En janvier 2025, Ivan Di Terlizzi et son équipe à l'Institut Max Planck pour la physique des systèmes complexes en Allemagne ont publié leurs résultats sur l'obtention d'une sauce parfaite pour cacio e pepe. Ce plat romain comporte une émulsion délicate de poivre noir, de fromage pecorino et d'eau, souvent sujette à la formation de grumeaux. Après avoir testé des centaines de variantes de sauce, les chercheurs ont identifié l'amidon de maïs comme additif clé pour une texture lisse. Ils ont étayé leur conclusion avec des graphiques et diagrammes détaillant les proportions optimales de fromage, d'amidon et d'eau.
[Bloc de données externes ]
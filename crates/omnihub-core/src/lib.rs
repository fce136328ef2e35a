//! Core types for the OmniHub credit-gated tool platform.
//!
//! This crate provides the foundational types used throughout OmniHub:
//!
//! - **Identifiers**: [`UserId`], [`EntryId`], [`RecordId`]
//! - **Accounts**: [`Account`], [`Role`]
//! - **Ledger**: [`LedgerEntry`], [`Actor`]
//! - **Usage**: [`UsageRecord`], [`UsageStatus`], [`ToolKind`]
//! - **Costs**: [`CostTable`]
//!
//! # Credits
//!
//! A credit is the unit of consumption: every successful tool invocation
//! deducts that tool's fixed cost from the account balance. Balances are
//! stored as `i64` and are never negative. Every balance change has exactly
//! one corresponding [`LedgerEntry`], so summing a user's entries from zero
//! always reproduces their stored balance.

#![forbid(unsafe_code)]
#![warn(missing_docs)]
#![warn(clippy::all)]
#![warn(clippy::pedantic)]

pub mod account;
pub mod costs;
pub mod ids;
pub mod ledger;
pub mod usage;

pub use account::{Account, Role};
pub use costs::CostTable;
pub use ids::{EntryId, IdError, RecordId, UserId};
pub use ledger::{Actor, LedgerEntry};
pub use usage::{ToolKind, UnknownTool, UsageRecord, UsageStatus};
Ce travail a suscité la controverse, particulièrement en Italie. Les réactions sur les réseaux sociaux incluaient des plaintes comme : « Nous faisons ces recettes depuis des années ; ces scientifiques veulent nous apprendre de nouvelles choses ; la cuisine devrait être plus une question d'amour que de science », a noté Di Terlizzi. Malgré les critiques, la communauté scientifique a réagi positivement, des collègues l'approchant lors de conférences pour des détails. En septembre, l'équipe a reçu un prix Ig Nobel, qui honore les recherches qui amusent avant de faire réfléchir. Di Terlizzi l'a décrit comme « trouver de l'ordre dans un monde qui semble un chaos si on ne regarde pas de très près avec les yeux du rigorisme et des mathématiques ».
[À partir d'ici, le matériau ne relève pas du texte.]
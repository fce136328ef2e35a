//! Authentication: password digests, session tokens, and extractors.
//!
//! This module provides:
//! - Salted iterated HMAC-SHA256 password digests
//! - HS256 session tokens carrying the account id and role
//! - `AuthUser` - any authenticated account
//! - `AdminAuth` - admin capability check at the entry to admin operations

use std::sync::Arc;

use axum::extract::FromRequestParts;
use axum::http::request::Parts;
use chrono::{Duration, Utc};
use hmac::{Hmac, Mac};
use jsonwebtoken::{DecodingKey, EncodingKey, Header, Validation};
use serde::{Deserialize, Serialize};
use sha2::Sha256;

use omnihub_core::{Account, Role, UserId};

use crate::error::ApiError;
use crate::state::AppState;

type HmacSha256 = Hmac<Sha256>;

/// Iterations of the password digest chain.
const DIGEST_ROUNDS: u32 = 10_000;

// ============================================================================
// Password digests
// ============================================================================

/// Run the digest chain and return the MAC of the final round, ready to be
/// finalized (hashing) or verified against a stored digest (login).
fn digest_mac(password: &[u8], salt: &[u8]) -> HmacSha256 {
    let mut block = password.to_vec();
    for _ in 1..DIGEST_ROUNDS {
        let mut mac = HmacSha256::new_from_slice(salt).expect("HMAC accepts any key length");
        mac.update(&block);
        block = mac.finalize().into_bytes().to_vec();
    }
    let mut mac = HmacSha256::new_from_slice(salt).expect("HMAC accepts any key length");
    mac.update(&block);
    mac
}

/// Hash a password with a fresh random salt.
///
/// The stored format is `<salt-hex>$<digest-hex>`.
#[must_use]
pub fn hash_password(password: &str) -> String {
    let salt = uuid::Uuid::new_v4().into_bytes();
    let digest = digest_mac(password.as_bytes(), &salt).finalize().into_bytes();
    format!("{}${}", hex::encode(salt), hex::encode(digest))
}

/// Verify a password against a stored digest. Comparison is constant-time.
#[must_use]
pub fn verify_password(password: &str, stored: &str) -> bool {
    let Some((salt_hex, digest_hex)) = stored.split_once('$') else {
        return false;
    };
    let (Ok(salt), Ok(expected)) = (hex::decode(salt_hex), hex::decode(digest_hex)) else {
        return false;
    };

    digest_mac(password.as_bytes(), &salt)
        .verify_slice(&expected)
        .is_ok()
}

// ============================================================================
// Session tokens
// ============================================================================

/// JWT claims for a session token.
#[derive(Debug, Clone, Serialize, Deserialize)]
pub struct Claims {
    /// Subject: the account id.
    pub sub: String,
    /// Role at issue time.
    pub role: Role,
    /// Expiration time (unix seconds).
    pub exp: i64,
    /// Issued at (unix seconds).
    pub iat: i64,
}

/// Issue a session token for an account.
///
/// # Errors
///
/// Returns an internal error if signing fails.
pub fn issue_token(
    jwt_secret: &str,
    expiry_minutes: i64,
    account: &Account,
) -> Result<String, ApiError> {
    let now = Utc::now();
    let claims = Claims {
        sub: account.user_id.to_string(),
        role: account.role,
        exp: (now + Duration::minutes(expiry_minutes)).timestamp(),
        iat: now.timestamp(),
    };

    jsonwebtoken::encode(
        &Header::default(),
        &claims,
        &EncodingKey::from_secret(jwt_secret.as_bytes()),
    )
    .map_err(|e| ApiError::Internal(format!("failed to sign token: {e}")))
}

/// Decode and validate a session token.
fn decode_token(token: &str, jwt_secret: &str) -> Result<Claims, ApiError> {
    jsonwebtoken::decode::<Claims>(
        token,
        &DecodingKey::from_secret(jwt_secret.as_bytes()),
        &Validation::default(),
    )
    .map(|data| data.claims)
    .map_err(|_| ApiError::Unauthorized)
}

/// Pull the bearer token out of the Authorization header.
fn bearer_token(parts: &Parts) -> Result<&str, ApiError> {
    parts
        .headers
        .get("authorization")
        .and_then(|v| v.to_str().ok())
        .and_then(|v| v.strip_prefix("Bearer "))
        .ok_or(ApiError::Unauthorized)
}

// ============================================================================
// Extractors
// ============================================================================

/// An authenticated account, extracted from the session token.
#[derive(Debug, Clone)]
pub struct AuthUser {
    /// The account id.
    pub user_id: UserId,
    /// Role carried by the token.
    pub role: Role,
}

impl FromRequestParts<Arc<AppState>> for AuthUser {
    type Rejection = ApiError;

    fn from_request_parts<'life0, 'life1, 'async_trait>(
        parts: &'life0 mut Parts,
        state: &'life1 Arc<AppState>,
    ) -> ::core::pin::Pin<
        Box<
            dyn ::core::future::Future<Output = Result<Self, Self::Rejection>>
                + ::core::marker::Send
                + 'async_trait,
        >,
    >
    where
        'life0: 'async_trait,
        'life1: 'async_trait,
        Self: 'async_trait,
    {
        Box::pin(async move {
            let token = bearer_token(parts)?;
            let claims = decode_token(token, &state.config.jwt_secret)?;

            let user_id = claims
                .sub
                .parse::<UserId>()
                .map_err(|_| ApiError::Unauthorized)?;

            Ok(AuthUser {
                user_id,
                role: claims.role,
            })
        })
    }
}

/// An authenticated administrator.
///
/// The capability check happens here, at the entry to admin operations: the
/// account is loaded from the store, so a demoted or suspended admin is
/// rejected even while holding an unexpired token.
#[derive(Debug, Clone)]
pub struct AdminAuth {
    /// The admin's account id.
    pub admin_id: UserId,
}

impl FromRequestParts<Arc<AppState>> for AdminAuth {
    type Rejection = ApiError;

    fn from_request_parts<'life0, 'life1, 'async_trait>(
        parts: &'life0 mut Parts,
        state: &'life1 Arc<AppState>,
    ) -> ::core::pin::Pin<
        Box<
            dyn ::core::future::Future<Output = Result<Self, Self::Rejection>>
                + ::core::marker::Send
                + 'async_trait,
        >,
    >
    where
        'life0: 'async_trait,
        'life1: 'async_trait,
        Self: 'async_trait,
    {
        Box::pin(async move {
            let token = bearer_token(parts)?;
            let claims = decode_token(token, &state.config.jwt_secret)?;

            let user_id = claims
                .sub
                .parse::<UserId>()
                .map_err(|_| ApiError::Unauthorized)?;

            let account = state
                .store
                .get_account(&user_id)?
                .ok_or(ApiError::Unauthorized)?;

            if !account.is_active {
                return Err(ApiError::Suspended);
            }
            if !account.is_admin() {
                return Err(ApiError::Forbidden);
            }

            Ok(AdminAuth { admin_id: user_id })
        })
    }
}

#[cfg(test)]
mod tests {
    use super::*;

    #[test]
    fn password_roundtrip() {
        let stored = hash_password("hunter22");
        assert!(verify_password("hunter22", &stored));
        assert!(!verify_password("hunter23", &stored));
    }

    #[test]
    fn salts_are_unique() {
        let a = hash_password("same");
        let b = hash_password("same");
        assert_ne!(a, b);
        assert!(verify_password("same", &a));
        assert!(verify_password("same", &b));
    }

    #[test]
    fn malformed_stored_digest_rejects() {
        assert!(!verify_password("x", "no-dollar-sign"));
        assert!(!verify_password("x", "zzzz$zzzz"));
    }

    #[test]
    fn token_roundtrip() {
        let account = Account::new(UserId::generate(), "a@example.com", "A", "digest");
        let token = issue_token("secret", 60, &account).unwrap();

        let claims = decode_token(&token, "secret").unwrap();
        assert_eq!(claims.sub, account.user_id.to_string());
        assert_eq!(claims.role, Role::User);
    }

    #[test]
    fn token_rejects_wrong_secret() {
        let account = Account::new(UserId::generate(), "a@example.com", "A", "digest");
        let token = issue_token("secret", 60, &account).unwrap();
        assert!(decode_token(&token, "other-secret").is_err());
    }

    #[test]
    fn expired_token_rejects() {
        let account = Account::new(UserId::generate(), "a@example.com", "A", "digest");
        let token = issue_token("secret", -10, &account).unwrap();
        assert!(decode_token(&token, "secret").is_err());
    }
}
Quelques mois plus tôt, en février, Ernesto Di Maio et ses collègues de l'Université de Naples en Italie ont présenté une méthode pour des œufs pochés parfaits. La technique consiste à alterner l'œuf entre de l'eau à 30 °C et de l'eau bouillante toutes les deux minutes pendant huit cycles, prenant au moins 30 minutes pour assurer une cuisson uniforme du blanc et du jaune, qui se solidifient à des températures différentes.
Cette approche a gagné en popularité en ligne mais a suscité des critiques pour sa durée par rapport à l'ébullition traditionnelle rapide. Elle a même fait une apparition inattendue, comme une démonstration en direct sur la chaîne publique japonaise et une question dans l'émission Qui veut gagner des millions ? italienne. Di Maio a partagé : « Je reviens de Washington, DC, où j'ai assisté à un atelier sur la gestion de la recherche, et j'ai cuisiné des œufs pour 30 personnes chez un ambassadeur ». Les principes sous-jacents s'adaptent désormais à des applications industrielles, comme la création de plastiques multicouches par durcissement thermique séquentiel.